Action item
Below is a listing. Set down exactly the lines from the one containing "utilities and fixtures" through the one containing "pub const USERS_PATH: &str", both ends included, and leave out the rest.
++++++++
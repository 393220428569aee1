/// Server services
pub mod auth;

pub use auth::ApiTokenAuth;
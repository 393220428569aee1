/// HTTP middleware
pub mod auth;

pub use auth::auth_middleware;
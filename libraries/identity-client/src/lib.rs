//! Identity Backend Client
//!
//! Admin REST client for the identity backend that is the system of record
//! for users, groups and group memberships.
//!
//! # Features
//!
//! - **Session token**: password-grant admin token, fetched eagerly and
//!   refreshed transparently (one retry) when the backend answers 401
//! - **Users**: list, get, search by email, create, update, delete
//! - **Groups**: list, get, create, update, delete, list with members
//! - **Memberships**: list a user's groups, list a group's members, add and
//!   remove edges, add by email
//!
//! # Example
//!
//! ```ignore
//! use identity_client::{BackendConfig, IdentityClient, User};
//!
//! #[tokio::main]
//! async fn main() -> Result<(), Box<dyn std::error::Error>> {
//!     let config = BackendConfig::new("http://localhost:8080", "master", "admin", "admin");
//!     let client = IdentityClient::connect(config).await?;
//!
//!     let users = client.list_users().await?;
//!     println!("Found {} users", users.len());
//!
//!     client.add_user_to_group_by_email("jane@example.com", "group-id").await?;
//!
//!     Ok(())
//! }
//! ```

mod auth;
mod client;
mod error;
mod groups;
mod membership;
mod resource;
mod types;
mod users;

pub use client::IdentityClient;
pub use error::{IdentityClientError, Result};
pub use resource::AdminResource;
pub use types::{BackendConfig, Group, GroupWithUsers, User, DEFAULT_CLIENT_ID};
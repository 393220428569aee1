/// Common test utilities and fixtures
use axum::{
    body::Body,
    http::{header, Request, Response},
    Router,
};
use identity_client::{BackendConfig, IdentityClient};
use ms_user_server::{create_router, ApiTokenAuth, AppState};
use std::sync::Arc;
use tower::util::ServiceExt;
use wiremock::MockServer;

pub const API_TOKEN: &str = "test-api-token";
pub const BACKEND_TOKEN: &str = "backend-admin-token";

pub const USERS_PATH: &str = "/admin/realms/master/users";
pub const GROUPS_PATH: &str = "/admin/realms/master/groups";

/// Router wired to a fresh mock identity backend.
///
/// The identity client already holds `BACKEND_TOKEN`, so the token endpoint
/// is only hit by tests that mount it.
pub async fn create_test_app() -> (Router, MockServer) {
    let mock_server = MockServer::start().await;

    let identity =
        IdentityClient::new(BackendConfig::new(mock_server.uri(), "master", "admin", "admin"))
            .unwrap();
    identity.set_token(BACKEND_TOKEN).await;

    let app_state = AppState::new(Arc::new(identity));
    let auth = Arc::new(ApiTokenAuth::new(API_TOKEN));

    (create_router(app_state, auth), mock_server)
}

/// Authenticated request against the administration API.
pub fn api_request(method: &str, uri: &str, body: Option<serde_json::Value>) -> Request<Body> {
    let builder = Request::builder()
        .method(method)
        .uri(format!("/ms-user/v1{uri}"))
        .header(header::AUTHORIZATION, format!("Bearer {API_TOKEN}"));

    match body {
        Some(json) => builder
            .header(header::CONTENT_TYPE, "application/json")
            .body(Body::from(json.to_string()))
            .unwrap(),
        None => builder.body(Body::empty()).unwrap(),
    }
}

pub async fn send(app: Router, request: Request<Body>) -> Response<Body> {
    app.oneshot(request).await.unwrap()
}

pub async fn body_json(response: Response<Body>) -> serde_json::Value {
    let body_bytes = axum::body::to_bytes(response.into_body(), usize::MAX)
        .await
        .unwrap();
    serde_json::from_slice(&body_bytes).unwrap()
}

pub mod fixtures {
    use serde_json::{json, Value};

    pub fn john() -> Value {
        json!({
            "id": "u1",
            "username": "johndoe",
            "email": "john@example.com",
            "firstName": "John",
            "lastName": "Doe"
        })
    }

    pub fn jane() -> Value {
        json!({
            "id": "u2",
            "username": "janedoe",
            "email": "jane@example.com"
        })
    }
}
//! Group operations.

use crate::client::IdentityClient;
use crate::error::{IdentityClientError, Result};
use crate::resource::AdminResource;
use crate::types::{Group, GroupWithUsers};
use tracing::{debug, error};

impl AdminResource for Group {
    const COLLECTION: &'static str = "groups";
    const KIND: &'static str = "group";

    fn id(&self) -> Option<&str> {
        self.id.as_deref()
    }

    fn set_id(&mut self, id: String) {
        self.id = Some(id);
    }
}

impl IdentityClient {
    /// List all top-level groups of the realm.
    pub async fn list_groups(&self) -> Result<Vec<Group>> {
        self.list_resources("list groups").await
    }

    /// Get a single group by id.
    pub async fn get_group(&self, id: &str) -> Result<Group> {
        self.get_resource(id, "get group").await
    }

    pub async fn create_group(&self, group: Group) -> Result<Group> {
        self.create_resource(group, "create group").await
    }

    /// Rename a group. Succeeds only on 204.
    pub async fn update_group(&self, id: &str, group: Group) -> Result<Group> {
        self.update_resource(id, group, "update group").await
    }

    pub async fn delete_group(&self, id: &str) -> Result<()> {
        self.delete_resource::<Group>(id, "delete group").await
    }

    /// All groups paired with their members, in backend listing order.
    ///
    /// Member lists are fetched one group at a time. The first failing group
    /// aborts the whole listing with [`IdentityClientError::GroupMembers`];
    /// no partial result is returned.
    pub async fn list_groups_with_users(&self) -> Result<Vec<GroupWithUsers>> {
        let groups = self.list_groups().await?;
        let mut result = Vec::with_capacity(groups.len());

        for group in groups {
            let Some(group_id) = group.id.clone() else {
                error!(name = %group.name, "Listed group has no id");
                return Err(IdentityClientError::Parse(format!(
                    "group {} has no id",
                    group.name
                )));
            };

            let users = self.list_group_users(&group_id).await.map_err(|e| {
                error!(group_id = %group_id, error = %e, "Failed to list members for group");
                IdentityClientError::GroupMembers {
                    group_id: group_id.clone(),
                    source: Box::new(e),
                }
            })?;

            result.push(GroupWithUsers { group, users });
        }

        debug!(groups = result.len(), "Listed groups with users");
        Ok(result)
    }
}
++++++++
Answer for the task
/// Common test utilities and fixtures
use axum::{
    body::Body,
    http::{header, Request, Response},
    Router,
};
use identity_client::{BackendConfig, IdentityClient};
use ms_user_server::{create_router, ApiTokenAuth, AppState};
use std::sync::Arc;
use tower::util::ServiceExt;
use wiremock::MockServer;

pub const API_TOKEN: &str = "test-api-token";
pub const BACKEND_TOKEN: &str = "backend-admin-token";

pub const USERS_PATH: &str = "/admin/realms/master/users";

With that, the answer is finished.